Researchers have discovered a new class of antibiotic that can kill some of the most deadly drug-resistant bacteria, including a bacterium on the World Health Organization’s (WHO) priority list of concerning drug-resistant pathogens. This breakthrough offers new hope in the fight against antimicrobial resistance.

Discovery of zosurabalpine provides potent weapon against superbugs

A team at MIT has identified a new antibiotic compound called zosurabalpine which acts against Acinetobacter baumannii, a dangerous superbug that has developed resistance to all known antibiotics. Zosurabalpine belongs to a new class of antibiotics known as macrocyclic peptides.

In early testing on mice with lung infections, a single dose of zosurabalpine completely eliminated the bacteria within 24 hours and saved 80-100% of animals from dying. The antibiotic was also effective in combating several other types of drug-resistant pathogens.
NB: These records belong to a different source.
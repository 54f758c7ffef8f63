//! Type-safe wrappers using new-type pattern
//!
//! This module provides validated value types for the token client, so that
//! range and format errors are caught before any USB transfer is issued.

use std::fmt;
use std::str::FromStr;

use chrono::{Datelike, NaiveDateTime, Timelike};

use crate::error::{TokenError, TokenResult};

/// A snapshot of the token's real-time clock, with every field validated.
///
/// The device stores the clock as packed BCD; this type holds the plain
/// decimal values and is only constructible through [`DeviceClock::new`], so
/// an instance is always encodable as valid BCD digits.
#[derive(Debug, Clone, Copy, PartialEq, Eq)]
pub struct DeviceClock {
    /// Seconds, 0-59
    pub second: u8,
    /// Minutes, 0-59
    pub minute: u8,
    /// Hours, 0-23
    pub hour: u8,
    /// Day of week, 1-7 with Monday = 1
    pub weekday: u8,
    /// Day of month, 1-31
    pub day: u8,
    /// Month, 1-12
    pub month: u8,
    /// Absolute year, 2000-2099 (stored on the wire as year - 2000)
    pub year: u16,
}

impl DeviceClock {
    /// Create a new `DeviceClock` after range-checking every field.
    ///
    /// # Errors
    ///
    /// Returns [`TokenError::OutOfRangeField`] naming the first field outside
    /// its valid decimal range.
    pub fn new(
        second: u8,
        minute: u8,
        hour: u8,
        weekday: u8,
        day: u8,
        month: u8,
        year: u16,
    ) -> TokenResult<Self> {
        check_range("second", second as i64, 0, 59)?;
        check_range("minute", minute as i64, 0, 59)?;
        check_range("hour", hour as i64, 0, 23)?;
        check_range("weekday", weekday as i64, 1, 7)?;
        check_range("day", day as i64, 1, 31)?;
        check_range("month", month as i64, 1, 12)?;
        check_range("year", year as i64, 2000, 2099)?;

        Ok(DeviceClock {
            second,
            minute,
            hour,
            weekday,
            day,
            month,
            year,
        })
    }

    /// Build a clock snapshot from a timezone-naive timestamp (UTC by
    /// convention; the device has no timezone concept).
    ///
    /// The weekday is derived from the date, stored as 1-7 with Monday = 1.
    ///
    /// # Errors
    ///
    /// Returns [`TokenError::OutOfRangeField`] when the year falls outside
    /// the device's 2000-2099 window.
    pub fn from_datetime(t: NaiveDateTime) -> TokenResult<Self> {
        let year = t.year() as i64;
        check_range("year", year, 2000, 2099)?;

        Self::new(
            t.second() as u8,
            t.minute() as u8,
            t.hour() as u8,
            t.weekday().num_days_from_monday() as u8 + 1,
            t.day() as u8,
            t.month() as u8,
            year as u16,
        )
    }
}

fn check_range(field: &'static str, value: i64, min: i64, max: i64) -> TokenResult<()> {
    if value < min || value > max {
        return Err(TokenError::OutOfRangeField { field, value });
    }
    Ok(())
}

/// A TOTP shared secret, decoded from base32 text and length-checked.
///
/// Input is case-insensitive and spaces are ignored, since enrollment pages
/// usually present the secret in spaced lowercase groups. The decoded secret
/// must fit the device's 40-byte register.
#[derive(Clone, PartialEq, Eq)]
pub struct Base32Secret(Vec<u8>);

impl Base32Secret {
    /// Maximum decoded secret length the device accepts.
    pub const MAX_LEN: usize = 40;

    /// Parse a base32 secret string.
    ///
    /// Normalizes the input (uppercase, strip ASCII spaces), then decodes it
    /// with the standard RFC 4648 base32 alphabet.
    ///
    /// # Errors
    ///
    /// Returns [`TokenError::InvalidBase32`] for characters outside the
    /// alphabet or bad padding, and [`TokenError::SecretTooLong`] when the
    /// decoded secret exceeds [`Self::MAX_LEN`] bytes. Both checks run before
    /// any device interaction.
    pub fn parse(text: &str) -> TokenResult<Self> {
        let normalized: String = text
            .chars()
            .filter(|c| *c != ' ')
            .map(|c| c.to_ascii_uppercase())
            .collect();

        let bytes = data_encoding::BASE32
            .decode(normalized.as_bytes())
            .map_err(|e| TokenError::InvalidBase32(e.to_string()))?;

        if bytes.len() > Self::MAX_LEN {
            return Err(TokenError::SecretTooLong(bytes.len()));
        }

        Ok(Base32Secret(bytes))
    }

    /// Decoded secret bytes.
    pub fn as_bytes(&self) -> &[u8] {
        &self.0
    }

    /// Decoded length in bytes (0-40).
    pub fn len(&self) -> usize {
        self.0.len()
    }

    pub fn is_empty(&self) -> bool {
        self.0.is_empty()
    }
}

impl FromStr for Base32Secret {
    type Err = TokenError;

    fn from_str(s: &str) -> Result<Self, Self::Err> {
        Self::parse(s)
    }
}

/// Secret material stays out of debug output.
impl fmt::Debug for Base32Secret {
    fn fmt(&self, f: &mut fmt::Formatter<'_>) -> fmt::Result {
        write!(f, "Base32Secret({} bytes)", self.0.len())
    }
}

#[cfg(test)]
mod tests {
    use super::*;

    #[test]
    fn test_device_clock_validation() {
        assert!(DeviceClock::new(59, 59, 23, 7, 31, 12, 2099).is_ok());
        assert!(DeviceClock::new(0, 0, 0, 1, 1, 1, 2000).is_ok());

        let err = DeviceClock::new(60, 0, 0, 1, 1, 1, 2024).unwrap_err();
        assert!(matches!(
            err,
            TokenError::OutOfRangeField {
                field: "second",
                value: 60
            }
        ));

        assert!(DeviceClock::new(0, 0, 24, 1, 1, 1, 2024).is_err());
        assert!(DeviceClock::new(0, 0, 0, 0, 1, 1, 2024).is_err());
        assert!(DeviceClock::new(0, 0, 0, 8, 1, 1, 2024).is_err());
        assert!(DeviceClock::new(0, 0, 0, 1, 0, 1, 2024).is_err());
        assert!(DeviceClock::new(0, 0, 0, 1, 1, 13, 2024).is_err());
        assert!(DeviceClock::new(0, 0, 0, 1, 1, 1, 1999).is_err());
        assert!(DeviceClock::new(0, 0, 0, 1, 1, 1, 2100).is_err());
    }

    #[test]
    fn test_from_datetime_weekday() {
        // 2024-03-15 is a Friday: ISO weekday index 4, stored as 5.
        let t = chrono::NaiveDate::from_ymd_opt(2024, 3, 15)
            .unwrap()
            .and_hms_opt(9, 5, 7)
            .unwrap();
        let clock = DeviceClock::from_datetime(t).unwrap();
        assert_eq!(clock.weekday, 5);
        assert_eq!(clock.second, 7);
        assert_eq!(clock.year, 2024);
    }

    #[test]
    fn test_secret_normalization() {
        let canonical = Base32Secret::parse("BJT2CV2JTBT6RR27").unwrap();
        let spaced_lower = Base32Secret::parse("bjt2 cv2j tbt6 rr27").unwrap();
        assert_eq!(canonical.as_bytes(), spaced_lower.as_bytes());
        assert_eq!(canonical.len(), 10);
    }

    #[test]
    fn test_secret_rejects_invalid_alphabet() {
        // '1' and '8' are outside the RFC 4648 base32 alphabet.
        assert!(matches!(
            Base32Secret::parse("BJT1CV2JTBT6RR27"),
            Err(TokenError::InvalidBase32(_))
        ));
        assert!(matches!(
            Base32Secret::parse("BJT8CV2JTBT6RR27"),
            Err(TokenError::InvalidBase32(_))
        ));
    }

    #[test]
    fn test_secret_too_long() {
        let encoded = data_encoding::BASE32.encode(&[0xAAu8; 41]);
        assert!(matches!(
            Base32Secret::parse(&encoded),
            Err(TokenError::SecretTooLong(41))
        ));

        // 40 bytes is the limit, not past it.
        let encoded = data_encoding::BASE32.encode(&[0xAAu8; 40]);
        assert!(Base32Secret::parse(&encoded).is_ok());
    }

    #[test]
    fn test_secret_debug_redacted() {
        let secret = Base32Secret::parse("BJT2CV2JTBT6RR27").unwrap();
        let debug = format!("{secret:?}");
        assert_eq!(debug, "Base32Secret(10 bytes)");
    }
}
“This compound looks incredibly potent in animal models. That’s not something that I would have expected when we started this project,” says Professor Richard Novicki, who co-led the research team.

The discovery is significant because A. baumannii has become a leading hospital-acquired infection worldwide, causing deadly pneumonia and bloodstream infections that are almost impossible to treat due to extensive drug resistance.

“For the last 10 or 15 years, A. baumannii has been a big worry amongst hospital specialists because it causes very severe bloodstream and lung infections but has basically become resistant to all antibiotics,” says Novicki.

AI helps pinpoint promising antibiotic candidate

The researchers used a machine learning model trained on over 2,500 compounds to predict which drug candidates have antibiotic properties. This artificial intelligence (AI) model singled out zosurabalpine as the most promising antibiotic lead.

“The AI tool greatly accelerates the identification of promising antibiotics that we should further pursue for antibiotic development,” says Novicki. “If we didn’t have this computational assistance, it would be incredibly difficult to search through such an enormous chemical space.”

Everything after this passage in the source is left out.